So much for bipartisanship.
All members of the Senate Courts of Justice Committee appeared to agree yesterday about the best response to the state’s much-maligned civil remedial fees: repeal them as soon as possible and make refunds to those who have paid them already.
Somehow, however, the committee split along partisan lines, 8-7, on several votes merely to repeal them with no emergency provision or mention of refunds.
Democrats saw that as the best way to get repeal and emergency action through the House of Delegates, which has several bills pending that would tweak the fees rather than repealing them outright. The House requires an 80 percent vote to make legislation effective on the governor’s signature, and several senators said they think that is unlikely.
On the other hand, several legislators noted, Gov. Timothy M. Kaine could sign the repeal as emergency legislation on his own hook, and it would take only a simple majority vote in each house to sustain the governor’s action.

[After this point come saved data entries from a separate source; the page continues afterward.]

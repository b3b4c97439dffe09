//! Browser 2D canvas surface

use glam::Vec2;
use std::f64::consts::TAU;
use web_sys::CanvasRenderingContext2d;

use super::DrawSurface;
use crate::{Rgba, css_color};

pub struct CanvasSurface {
    ctx: CanvasRenderingContext2d,
}

impl CanvasSurface {
    pub fn new(ctx: CanvasRenderingContext2d) -> Self {
        ctx.set_line_cap("round");
        ctx.set_line_join("round");
        ctx.set_text_align("center");
        Self { ctx }
    }

    pub fn context(&self) -> &CanvasRenderingContext2d {
        &self.ctx
    }

    fn circle_path(&self, center: Vec2, radius: f32) {
        self.ctx.begin_path();
        self.ctx
            .arc(center.x as f64, center.y as f64, radius.max(0.0) as f64, 0.0, TAU)
            .ok();
    }
}

impl DrawSurface for CanvasSurface {
    fn save(&mut self) {
        self.ctx.save();
    }

    fn restore(&mut self) {
        self.ctx.restore();
    }

    fn translate(&mut self, offset: Vec2) {
        self.ctx.translate(offset.x as f64, offset.y as f64).ok();
    }

    fn rotate(&mut self, radians: f32) {
        self.ctx.rotate(radians as f64).ok();
    }

    fn set_alpha(&mut self, alpha: f32) {
        self.ctx.set_global_alpha(alpha.clamp(0.0, 1.0) as f64);
    }

    fn fill_background(&mut self, size: Vec2, top: Rgba, bottom: Rgba) {
        let grad = self.ctx.create_linear_gradient(0.0, 0.0, 0.0, size.y as f64);
        grad.add_color_stop(0.0, &css_color(top)).ok();
        grad.add_color_stop(1.0, &css_color(bottom)).ok();
        self.ctx.set_fill_style_canvas_gradient(&grad);
        self.ctx.fill_rect(0.0, 0.0, size.x as f64, size.y as f64);
    }

    fn fill_circle(&mut self, center: Vec2, radius: f32, color: Rgba) {
        self.circle_path(center, radius);
        self.ctx.set_fill_style_str(&css_color(color));
        self.ctx.fill();
    }

    fn stroke_circle(&mut self, center: Vec2, radius: f32, width: f32, color: Rgba) {
        self.circle_path(center, radius);
        self.ctx.set_stroke_style_str(&css_color(color));
        self.ctx.set_line_width(width as f64);
        self.ctx.stroke();
    }

    fn fill_sector(&mut self, center: Vec2, radius: f32, start: f32, end: f32, color: Rgba) {
        self.ctx.begin_path();
        self.ctx
            .arc(center.x as f64, center.y as f64, radius as f64, start as f64, end as f64)
            .ok();
        self.ctx.close_path();
        self.ctx.set_fill_style_str(&css_color(color));
        self.ctx.fill();
    }

    fn fill_ellipse(&mut self, center: Vec2, radii: Vec2, rotation: f32, color: Rgba) {
        self.ctx.begin_path();
        self.ctx
            .ellipse(
                center.x as f64,
                center.y as f64,
                radii.x as f64,
                radii.y as f64,
                rotation as f64,
                0.0,
                TAU,
            )
            .ok();
        self.ctx.set_fill_style_str(&css_color(color));
        self.ctx.fill();
    }

    fn stroke_line(&mut self, from: Vec2, to: Vec2, width: f32, color: Rgba) {
        self.ctx.begin_path();
        self.ctx.move_to(from.x as f64, from.y as f64);
        self.ctx.line_to(to.x as f64, to.y as f64);
        self.ctx.set_stroke_style_str(&css_color(color));
        self.ctx.set_line_width(width as f64);
        self.ctx.stroke();
    }

    fn fill_text(&mut self, text: &str, pos: Vec2, size: f32, color: Rgba, glow: f32) {
        let css = css_color(color);
        self.ctx.save();
        self.ctx.set_font(&format!("bold {}px sans-serif", size.round() as u32));
        self.ctx.set_fill_style_str(&css);
        if glow > 0.0 {
            self.ctx.set_shadow_color(&css);
            self.ctx.set_shadow_blur(glow as f64);
        }
        self.ctx.fill_text(text, pos.x as f64, pos.y as f64).ok();
        self.ctx.restore();
    }
}
#[cfg(target_arch = "wasm32")]
mod wasm_game {
    use std::cell::RefCell;
    use std::rc::Rc;

    use glam::Vec2;
    use wasm_bindgen::prelude::*;
    use web_sys::{Document, HtmlCanvasElement, Performance, PointerEvent, Window};

    use fruit_slash::persistence::{Identity, LocalScoreStore};
    use fruit_slash::platform::{FrameScheduler, InputBinding, client_to_canvas};
    use fruit_slash::renderer::CanvasSurface;
    use fruit_slash::sim::state::Screen;
    use fruit_slash::{Engine, EngineOptions, HighScores, QualityPreset, Settings, Snapshot};

    type FrameCallback = Rc<RefCell<Option<Closure<dyn FnMut(f64)>>>>;

    /// requestAnimationFrame behind the engine's scheduler trait
    struct AnimationFrameScheduler {
        window: Window,
        performance: Option<Performance>,
        callback: FrameCallback,
        handle: Option<i32>,
    }

    impl AnimationFrameScheduler {
        fn new(window: Window, callback: FrameCallback) -> Self {
            let performance = window.performance();
            Self {
                window,
                performance,
                callback,
                handle: None,
            }
        }

        /// The pending request just fired
        fn fired(&mut self) {
            self.handle = None;
        }
    }

    impl FrameScheduler for AnimationFrameScheduler {
        fn schedule_next(&mut self) {
            if self.handle.is_some() {
                return;
            }
            if let Some(cb) = self.callback.borrow().as_ref() {
                self.handle = self
                    .window
                    .request_animation_frame(cb.as_ref().unchecked_ref())
                    .ok();
            }
        }

        fn cancel(&mut self) {
            if let Some(handle) = self.handle.take() {
                let _ = self.window.cancel_animation_frame(handle);
            }
        }

        fn now_ms(&self) -> f64 {
            self.performance
                .as_ref()
                .map_or_else(js_sys::Date::now, |p| p.now())
        }
    }

    /// Pointer listeners on the canvas, removed on unbind
    struct PointerListeners {
        target: HtmlCanvasElement,
        handlers: Vec<(&'static str, Closure<dyn FnMut(PointerEvent)>)>,
    }

    impl InputBinding for PointerListeners {
        fn unbind(&mut self) {
            for (name, handler) in self.handlers.drain(..) {
                let _ = self
                    .target
                    .remove_event_listener_with_callback(name, handler.as_ref().unchecked_ref());
            }
        }
    }

    struct Game {
        engine: Engine<AnimationFrameScheduler>,
        surface: CanvasSurface,
    }

    fn canvas_point(canvas: &HtmlCanvasElement, e: &PointerEvent) -> Vec2 {
        let rect = canvas.get_bounding_client_rect();
        client_to_canvas(
            Vec2::new(e.client_x() as f32, e.client_y() as f32),
            Vec2::new(rect.left() as f32, rect.top() as f32),
            Vec2::new(rect.width() as f32, rect.height() as f32),
            Vec2::new(canvas.width() as f32, canvas.height() as f32),
        )
    }

    /// `?fid=123&name=kiwi` from the host frame, if present
    fn identity_from_url(window: &Window) -> Option<Identity> {
        let search = window.location().search().ok()?;
        let params = web_sys::UrlSearchParams::new_with_str(&search).ok()?;
        let id = params.get("fid")?.parse::<u64>().ok()?;
        Some(Identity {
            id,
            display_name: params.get("name"),
        })
    }

    /// `?quality=low|medium|high` overrides the stored preset
    fn quality_from_url(window: &Window) -> Option<QualityPreset> {
        let search = window.location().search().ok()?;
        let params = web_sys::UrlSearchParams::new_with_str(&search).ok()?;
        let value = params.get("quality")?;
        let preset = QualityPreset::parse(&value);
        if preset.is_none() {
            log::warn!("Unknown quality preset {value:?}");
        }
        preset
    }

    fn set_text(document: &Document, id: &str, text: &str) {
        if let Some(el) = document.get_element_by_id(id) {
            el.set_text_content(Some(text));
        }
    }

    fn set_visible(document: &Document, id: &str, visible: bool) {
        if let Some(el) = document.get_element_by_id(id) {
            let _ = el.set_attribute("class", if visible { "" } else { "hidden" });
        }
    }

    /// Mirror a snapshot into the DOM HUD
    fn update_hud(snapshot: &Snapshot) {
        let Some(document) = web_sys::window().and_then(|w| w.document()) else {
            return;
        };
        let run = &snapshot.run;

        set_text(&document, "hud-score", &run.score.to_string());
        set_text(&document, "hud-lives", &"\u{2764}".repeat(run.lives as usize));
        set_text(&document, "hud-best", &snapshot.best_score.to_string());
        if run.combo_count >= 2 {
            set_text(&document, "hud-combo", &format!("x{}", run.combo_multiplier));
        } else {
            set_text(&document, "hud-combo", "");
        }

        set_visible(&document, "menu", snapshot.screen == Screen::Menu);
        set_visible(&document, "hud", snapshot.screen == Screen::Playing);
        set_visible(&document, "game-over", snapshot.screen == Screen::GameOver);
        if snapshot.screen == Screen::GameOver {
            set_text(&document, "final-score", &run.score.to_string());
            set_text(&document, "final-best", &snapshot.best_score.to_string());
        }
    }

    fn render_leaderboard(document: &Document, game: &Game) {
        let Some(list) = document.get_element_by_id("leaderboard") else {
            return;
        };
        let entries = match game.engine.fetch_leaderboard(10) {
            Ok(entries) => entries,
            Err(e) => {
                log::warn!("Could not load leaderboard: {e}");
                return;
            }
        };
        list.set_inner_html("");
        for (i, entry) in entries.iter().enumerate() {
            let Ok(row) = document.create_element("li") else {
                continue;
            };
            // Names come from the URL, so never as markup
            row.set_text_content(Some(&format!("{}. {} - {}", i + 1, entry.display_name, entry.score)));
            let _ = list.append_child(&row);
        }
    }

    pub fn run() -> Result<(), JsValue> {
        console_error_panic_hook::set_once();
        let _ = console_log::init_with_level(log::Level::Info);

        log::info!("Fruit Slash starting...");

        let window = web_sys::window().ok_or("no window")?;
        let document = window.document().ok_or("no document")?;

        let canvas: HtmlCanvasElement = document
            .get_element_by_id("canvas")
            .ok_or("no canvas")?
            .dyn_into()?;
        canvas.set_width(canvas.client_width().max(1) as u32);
        canvas.set_height(canvas.client_height().max(1) as u32);

        let ctx = canvas
            .get_context("2d")?
            .ok_or("no 2d context")?
            .dyn_into::<web_sys::CanvasRenderingContext2d>()?;

        let mut settings = Settings::load();
        if let Some(preset) = quality_from_url(&window) {
            settings.apply_preset(preset);
            settings.save();
        }
        log::info!("Quality: {}", settings.quality.as_str());
        let options = EngineOptions {
            width: canvas.width() as f32,
            height: canvas.height() as f32,
            seed: js_sys::Date::now() as u64,
            settings,
        };
        log::info!("Seed: {}", options.seed);

        let callback: FrameCallback = Rc::new(RefCell::new(None));
        let scheduler = AnimationFrameScheduler::new(window.clone(), callback.clone());

        let mut engine = Engine::new(scheduler, options)
            .with_score_store(LocalScoreStore::new())
            .with_leaderboard(HighScores::load())
            .with_observer(update_hud);
        if let Some(identity) = identity_from_url(&window) {
            log::info!("Playing as {}", identity.label());
            engine.set_identity(Some(identity));
        }

        let game = Rc::new(RefCell::new(Game {
            engine,
            surface: CanvasSurface::new(ctx),
        }));

        // Frame loop
        {
            let game = game.clone();
            *callback.borrow_mut() = Some(Closure::new(move |_time: f64| {
                let mut guard = game.borrow_mut();
                let g = &mut *guard;
                g.engine.scheduler_mut().fired();
                g.engine.frame(&mut g.surface);
                if g.engine.screen() == Screen::GameOver {
                    if let Some(document) = web_sys::window().and_then(|w| w.document()) {
                        render_leaderboard(&document, g);
                    }
                }
            }));
        }

        bind_pointer(&canvas, game.clone());
        bind_buttons(&document, game.clone());
        bind_quality_button(&document, game.clone());
        bind_resize(&window, &canvas, game);

        log::info!("Fruit Slash ready");
        Ok(())
    }

    fn bind_pointer(canvas: &HtmlCanvasElement, game: Rc<RefCell<Game>>) {
        let mut handlers: Vec<(&'static str, Closure<dyn FnMut(PointerEvent)>)> = Vec::new();

        {
            let game = game.clone();
            let canvas = canvas.clone();
            handlers.push((
                "pointerdown",
                Closure::new(move |e: PointerEvent| {
                    e.prevent_default();
                    let _ = canvas.set_pointer_capture(e.pointer_id());
                    let p = canvas_point(&canvas, &e);
                    game.borrow_mut().engine.pointer_down(p.x, p.y);
                }),
            ));
        }
        {
            let game = game.clone();
            let canvas = canvas.clone();
            handlers.push((
                "pointermove",
                Closure::new(move |e: PointerEvent| {
                    e.prevent_default();
                    let p = canvas_point(&canvas, &e);
                    game.borrow_mut().engine.pointer_move(p.x, p.y);
                }),
            ));
        }
        {
            let game = game.clone();
            handlers.push((
                "pointerup",
                Closure::new(move |e: PointerEvent| {
                    e.prevent_default();
                    game.borrow_mut().engine.pointer_up();
                }),
            ));
        }
        {
            let game = game.clone();
            handlers.push((
                "pointercancel",
                Closure::new(move |_e: PointerEvent| {
                    game.borrow_mut().engine.pointer_cancel();
                }),
            ));
        }

        for (name, handler) in &handlers {
            let _ = canvas.add_event_listener_with_callback(name, handler.as_ref().unchecked_ref());
        }
        game.borrow_mut().engine.bind_input(PointerListeners {
            target: canvas.clone(),
            handlers,
        });
    }

    fn bind_buttons(document: &Document, game: Rc<RefCell<Game>>) {
        for (id, again) in [("play-btn", false), ("play-again-btn", true)] {
            let Some(btn) = document.get_element_by_id(id) else {
                continue;
            };
            let game = game.clone();
            let closure = Closure::<dyn FnMut(_)>::new(move |_event: web_sys::MouseEvent| {
                let mut g = game.borrow_mut();
                let started = if again {
                    g.engine.play_again()
                } else {
                    g.engine.start()
                };
                if !started {
                    log::debug!("{id} ignored on {:?}", g.engine.screen());
                }
            });
            let _ = btn.add_event_listener_with_callback("click", closure.as_ref().unchecked_ref());
            closure.forget();
        }
    }

    /// Cycles Low -> Medium -> High and persists the choice
    fn bind_quality_button(document: &Document, game: Rc<RefCell<Game>>) {
        let Some(btn) = document.get_element_by_id("quality-btn") else {
            return;
        };
        btn.set_text_content(Some(game.borrow().engine.settings().quality.as_str()));
        let label = btn.clone();
        let closure = Closure::<dyn FnMut(_)>::new(move |_event: web_sys::MouseEvent| {
            let mut g = game.borrow_mut();
            let mut settings = g.engine.settings().clone();
            settings.apply_preset(settings.quality.next());
            settings.save();
            label.set_text_content(Some(settings.quality.as_str()));
            log::info!("Quality set to {}", settings.quality.as_str());
            g.engine.apply_settings(settings);
        });
        let _ = btn.add_event_listener_with_callback("click", closure.as_ref().unchecked_ref());
        closure.forget();
    }

    fn bind_resize(window: &Window, canvas: &HtmlCanvasElement, game: Rc<RefCell<Game>>) {
        let canvas = canvas.clone();
        let closure = Closure::<dyn FnMut(_)>::new(move |_event: web_sys::Event| {
            let (w, h) = (canvas.client_width().max(1), canvas.client_height().max(1));
            canvas.set_width(w as u32);
            canvas.set_height(h as u32);
            game.borrow_mut().engine.resize(w as f32, h as f32);
        });
        let _ = window.add_event_listener_with_callback("resize", closure.as_ref().unchecked_ref());
        closure.forget();
    }
}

That was way too clever for Virginia Beach Sen. Kenneth W. Stolle and his Republican colleagues. They wanted the measure to include an emergency provision and refunds. “We’re letting politics cloud our judgment,” Stolle said. “The right thing to do, and everybody at the table knows this, is to repeal this thing as quickly as we can.’ ”
Six bills that would repeal the fees were rolled into a bill sponsored by R. Edward Houck, D-Spotsylvania and eventually referred the Senate Finance Committee on a majority vote with no emergency or refund provisions.
Sen. Richard L. Saslaw, D-Fairfax, said $13 million in fees had been assessed and $4.8 million had been collected by Dec. 31. Those numbers suggest that the fees would generate far less than the $65 million that were projected for the transportation program enacted last year.